=== TASK PROMPT ===
State how many lines in the listing below contain the word "diags", and write nothing else.

=== EXTRACTED MATERIAL ===

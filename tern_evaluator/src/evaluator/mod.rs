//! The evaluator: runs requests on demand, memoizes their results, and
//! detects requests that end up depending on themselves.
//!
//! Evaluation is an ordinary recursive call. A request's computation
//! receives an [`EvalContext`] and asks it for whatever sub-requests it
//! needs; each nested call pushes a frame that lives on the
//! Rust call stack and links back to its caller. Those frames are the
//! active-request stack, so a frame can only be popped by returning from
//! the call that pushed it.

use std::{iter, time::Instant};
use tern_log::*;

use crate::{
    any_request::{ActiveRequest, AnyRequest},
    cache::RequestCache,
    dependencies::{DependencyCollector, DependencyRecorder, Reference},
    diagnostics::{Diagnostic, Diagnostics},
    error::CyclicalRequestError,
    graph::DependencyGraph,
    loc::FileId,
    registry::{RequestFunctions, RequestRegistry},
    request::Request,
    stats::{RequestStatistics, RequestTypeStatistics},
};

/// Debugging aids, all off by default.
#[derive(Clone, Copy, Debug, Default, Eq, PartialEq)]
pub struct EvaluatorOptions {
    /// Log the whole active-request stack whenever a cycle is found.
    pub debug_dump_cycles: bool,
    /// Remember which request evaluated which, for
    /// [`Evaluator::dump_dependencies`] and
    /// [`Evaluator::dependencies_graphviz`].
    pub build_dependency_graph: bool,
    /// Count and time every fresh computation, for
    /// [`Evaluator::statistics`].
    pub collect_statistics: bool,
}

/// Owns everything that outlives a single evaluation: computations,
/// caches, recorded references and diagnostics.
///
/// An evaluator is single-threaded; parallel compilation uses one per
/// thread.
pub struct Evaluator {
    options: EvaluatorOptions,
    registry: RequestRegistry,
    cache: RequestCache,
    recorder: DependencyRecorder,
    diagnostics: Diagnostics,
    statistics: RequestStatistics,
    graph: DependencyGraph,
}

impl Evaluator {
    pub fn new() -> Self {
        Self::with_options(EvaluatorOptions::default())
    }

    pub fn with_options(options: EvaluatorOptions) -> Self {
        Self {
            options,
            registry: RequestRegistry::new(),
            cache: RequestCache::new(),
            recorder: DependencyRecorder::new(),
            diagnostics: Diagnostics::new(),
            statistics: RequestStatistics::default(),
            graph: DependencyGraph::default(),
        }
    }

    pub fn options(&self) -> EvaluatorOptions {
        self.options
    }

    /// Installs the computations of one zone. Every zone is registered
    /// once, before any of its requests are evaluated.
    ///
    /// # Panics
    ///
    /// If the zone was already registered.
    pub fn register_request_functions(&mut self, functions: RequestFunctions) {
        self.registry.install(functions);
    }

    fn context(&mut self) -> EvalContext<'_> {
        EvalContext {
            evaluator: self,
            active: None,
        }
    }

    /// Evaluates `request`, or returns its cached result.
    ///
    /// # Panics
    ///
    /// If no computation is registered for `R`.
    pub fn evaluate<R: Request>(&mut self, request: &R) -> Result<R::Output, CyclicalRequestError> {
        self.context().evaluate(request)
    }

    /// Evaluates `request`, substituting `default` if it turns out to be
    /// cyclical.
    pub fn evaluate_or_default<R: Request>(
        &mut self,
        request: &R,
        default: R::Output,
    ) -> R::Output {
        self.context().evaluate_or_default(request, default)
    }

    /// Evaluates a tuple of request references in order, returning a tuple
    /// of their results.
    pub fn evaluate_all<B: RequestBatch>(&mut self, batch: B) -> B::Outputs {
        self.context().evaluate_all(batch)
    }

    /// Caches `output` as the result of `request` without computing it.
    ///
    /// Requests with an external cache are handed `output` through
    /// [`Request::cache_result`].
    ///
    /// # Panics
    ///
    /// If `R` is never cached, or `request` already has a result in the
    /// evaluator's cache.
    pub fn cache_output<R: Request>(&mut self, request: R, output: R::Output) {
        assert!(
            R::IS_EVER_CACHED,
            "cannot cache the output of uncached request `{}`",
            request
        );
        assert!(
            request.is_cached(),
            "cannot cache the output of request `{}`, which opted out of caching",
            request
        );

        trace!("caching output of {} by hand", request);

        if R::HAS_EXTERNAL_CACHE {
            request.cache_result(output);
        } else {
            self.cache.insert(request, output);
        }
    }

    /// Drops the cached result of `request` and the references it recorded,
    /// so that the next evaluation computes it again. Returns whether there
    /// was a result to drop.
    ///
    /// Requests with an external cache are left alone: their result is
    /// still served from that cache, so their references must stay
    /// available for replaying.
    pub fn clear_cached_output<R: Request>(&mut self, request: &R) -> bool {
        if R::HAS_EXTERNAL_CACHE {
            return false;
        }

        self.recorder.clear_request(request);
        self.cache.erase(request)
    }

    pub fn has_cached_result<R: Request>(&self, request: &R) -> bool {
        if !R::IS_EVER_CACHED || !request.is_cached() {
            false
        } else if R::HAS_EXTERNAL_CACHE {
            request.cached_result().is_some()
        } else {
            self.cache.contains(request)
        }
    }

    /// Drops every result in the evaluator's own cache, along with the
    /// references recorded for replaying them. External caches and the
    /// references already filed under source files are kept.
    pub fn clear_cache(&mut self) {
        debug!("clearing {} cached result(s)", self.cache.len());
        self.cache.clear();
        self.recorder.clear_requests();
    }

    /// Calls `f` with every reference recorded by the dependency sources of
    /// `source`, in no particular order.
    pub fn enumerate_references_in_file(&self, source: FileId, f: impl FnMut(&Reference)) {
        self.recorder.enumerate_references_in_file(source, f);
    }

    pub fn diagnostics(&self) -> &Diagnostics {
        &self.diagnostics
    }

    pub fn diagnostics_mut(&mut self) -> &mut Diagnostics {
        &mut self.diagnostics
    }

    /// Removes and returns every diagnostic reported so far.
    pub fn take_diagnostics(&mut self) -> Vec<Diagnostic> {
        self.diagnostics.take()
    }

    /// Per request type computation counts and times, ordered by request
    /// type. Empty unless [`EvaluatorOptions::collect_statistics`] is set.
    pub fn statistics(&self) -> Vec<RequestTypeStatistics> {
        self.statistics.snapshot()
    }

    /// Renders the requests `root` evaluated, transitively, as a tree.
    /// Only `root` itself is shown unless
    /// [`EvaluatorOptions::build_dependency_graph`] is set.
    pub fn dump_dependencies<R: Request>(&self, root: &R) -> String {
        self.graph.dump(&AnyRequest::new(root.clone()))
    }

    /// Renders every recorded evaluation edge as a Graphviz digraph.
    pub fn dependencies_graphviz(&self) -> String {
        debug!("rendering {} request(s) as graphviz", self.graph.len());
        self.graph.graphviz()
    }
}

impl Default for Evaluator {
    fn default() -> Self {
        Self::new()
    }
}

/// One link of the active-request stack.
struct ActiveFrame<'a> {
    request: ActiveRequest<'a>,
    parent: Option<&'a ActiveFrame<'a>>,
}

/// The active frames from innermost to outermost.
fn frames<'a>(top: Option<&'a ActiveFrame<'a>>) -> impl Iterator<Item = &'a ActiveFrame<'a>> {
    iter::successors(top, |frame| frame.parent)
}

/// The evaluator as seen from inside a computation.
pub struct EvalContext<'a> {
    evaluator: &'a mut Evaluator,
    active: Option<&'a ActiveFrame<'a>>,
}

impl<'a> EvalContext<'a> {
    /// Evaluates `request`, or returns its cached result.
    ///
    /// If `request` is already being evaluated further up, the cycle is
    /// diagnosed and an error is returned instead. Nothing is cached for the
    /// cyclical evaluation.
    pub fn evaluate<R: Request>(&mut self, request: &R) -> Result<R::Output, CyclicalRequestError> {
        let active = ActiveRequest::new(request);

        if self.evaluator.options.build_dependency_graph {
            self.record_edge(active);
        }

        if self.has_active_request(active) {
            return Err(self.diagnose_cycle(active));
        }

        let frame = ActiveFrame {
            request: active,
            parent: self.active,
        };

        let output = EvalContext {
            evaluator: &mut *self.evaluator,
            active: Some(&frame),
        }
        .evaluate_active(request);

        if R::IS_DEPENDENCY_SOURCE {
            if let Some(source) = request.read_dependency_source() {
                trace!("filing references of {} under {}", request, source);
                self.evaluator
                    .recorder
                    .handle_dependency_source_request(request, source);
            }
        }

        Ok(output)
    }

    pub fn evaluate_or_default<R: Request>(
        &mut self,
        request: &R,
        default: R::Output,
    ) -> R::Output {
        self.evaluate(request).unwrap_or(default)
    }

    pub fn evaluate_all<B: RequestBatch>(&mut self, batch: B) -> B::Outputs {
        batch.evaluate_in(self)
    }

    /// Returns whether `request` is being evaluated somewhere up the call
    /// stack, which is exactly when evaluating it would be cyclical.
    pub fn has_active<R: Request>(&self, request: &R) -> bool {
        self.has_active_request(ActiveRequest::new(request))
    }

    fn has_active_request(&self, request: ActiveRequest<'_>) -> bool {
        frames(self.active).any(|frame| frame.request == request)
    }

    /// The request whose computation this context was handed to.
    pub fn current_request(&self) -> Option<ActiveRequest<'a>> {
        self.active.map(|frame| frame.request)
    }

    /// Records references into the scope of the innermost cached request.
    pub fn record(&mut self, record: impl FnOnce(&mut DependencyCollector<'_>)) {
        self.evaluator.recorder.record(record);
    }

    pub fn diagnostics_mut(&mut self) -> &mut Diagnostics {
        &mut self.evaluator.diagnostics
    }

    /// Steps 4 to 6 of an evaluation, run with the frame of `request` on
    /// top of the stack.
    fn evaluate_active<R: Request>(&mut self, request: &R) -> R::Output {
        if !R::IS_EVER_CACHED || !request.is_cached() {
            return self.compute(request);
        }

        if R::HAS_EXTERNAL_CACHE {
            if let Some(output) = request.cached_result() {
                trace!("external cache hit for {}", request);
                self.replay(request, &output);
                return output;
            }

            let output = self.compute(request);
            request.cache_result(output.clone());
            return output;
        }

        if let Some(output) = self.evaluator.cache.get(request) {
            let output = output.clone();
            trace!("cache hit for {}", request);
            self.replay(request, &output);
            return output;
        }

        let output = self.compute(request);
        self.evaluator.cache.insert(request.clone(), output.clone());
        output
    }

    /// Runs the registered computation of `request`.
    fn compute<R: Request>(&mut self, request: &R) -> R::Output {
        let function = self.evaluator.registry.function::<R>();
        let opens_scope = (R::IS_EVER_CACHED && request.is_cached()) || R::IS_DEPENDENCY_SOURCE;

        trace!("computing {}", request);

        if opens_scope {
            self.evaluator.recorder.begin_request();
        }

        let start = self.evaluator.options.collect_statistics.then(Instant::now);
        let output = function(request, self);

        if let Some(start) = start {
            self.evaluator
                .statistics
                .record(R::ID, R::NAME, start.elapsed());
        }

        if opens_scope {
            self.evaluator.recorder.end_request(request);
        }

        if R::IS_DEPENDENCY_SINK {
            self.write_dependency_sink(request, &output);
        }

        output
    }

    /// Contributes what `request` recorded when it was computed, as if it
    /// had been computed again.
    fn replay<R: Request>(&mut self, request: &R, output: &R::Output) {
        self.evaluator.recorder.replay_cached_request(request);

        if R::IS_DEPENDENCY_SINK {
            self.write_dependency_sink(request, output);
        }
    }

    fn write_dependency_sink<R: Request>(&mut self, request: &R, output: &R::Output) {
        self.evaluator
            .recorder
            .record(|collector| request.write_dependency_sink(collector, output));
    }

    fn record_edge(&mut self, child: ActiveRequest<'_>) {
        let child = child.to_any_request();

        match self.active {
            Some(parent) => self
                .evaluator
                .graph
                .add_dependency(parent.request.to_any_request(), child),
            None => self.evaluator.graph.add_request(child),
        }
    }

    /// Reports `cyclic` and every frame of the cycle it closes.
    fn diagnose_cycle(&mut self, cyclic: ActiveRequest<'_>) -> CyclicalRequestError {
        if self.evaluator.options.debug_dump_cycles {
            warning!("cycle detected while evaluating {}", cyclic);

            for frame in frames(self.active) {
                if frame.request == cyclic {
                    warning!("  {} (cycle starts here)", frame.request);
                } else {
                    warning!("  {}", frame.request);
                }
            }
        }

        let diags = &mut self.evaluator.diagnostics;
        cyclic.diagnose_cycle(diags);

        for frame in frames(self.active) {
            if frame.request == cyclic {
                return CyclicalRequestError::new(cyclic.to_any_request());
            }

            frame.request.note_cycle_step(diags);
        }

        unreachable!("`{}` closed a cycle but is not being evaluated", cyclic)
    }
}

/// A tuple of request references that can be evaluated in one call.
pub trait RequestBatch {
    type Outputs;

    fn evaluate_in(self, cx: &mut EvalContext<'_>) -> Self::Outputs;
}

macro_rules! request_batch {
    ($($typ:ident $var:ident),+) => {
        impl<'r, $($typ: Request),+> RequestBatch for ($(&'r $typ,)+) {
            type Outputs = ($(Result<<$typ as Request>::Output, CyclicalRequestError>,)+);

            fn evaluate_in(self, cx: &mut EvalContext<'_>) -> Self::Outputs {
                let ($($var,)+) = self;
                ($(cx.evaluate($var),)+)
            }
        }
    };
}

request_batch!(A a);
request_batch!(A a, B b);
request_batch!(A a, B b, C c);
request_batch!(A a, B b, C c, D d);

=== RESPONSE FOR THIS EXERCISE ===
3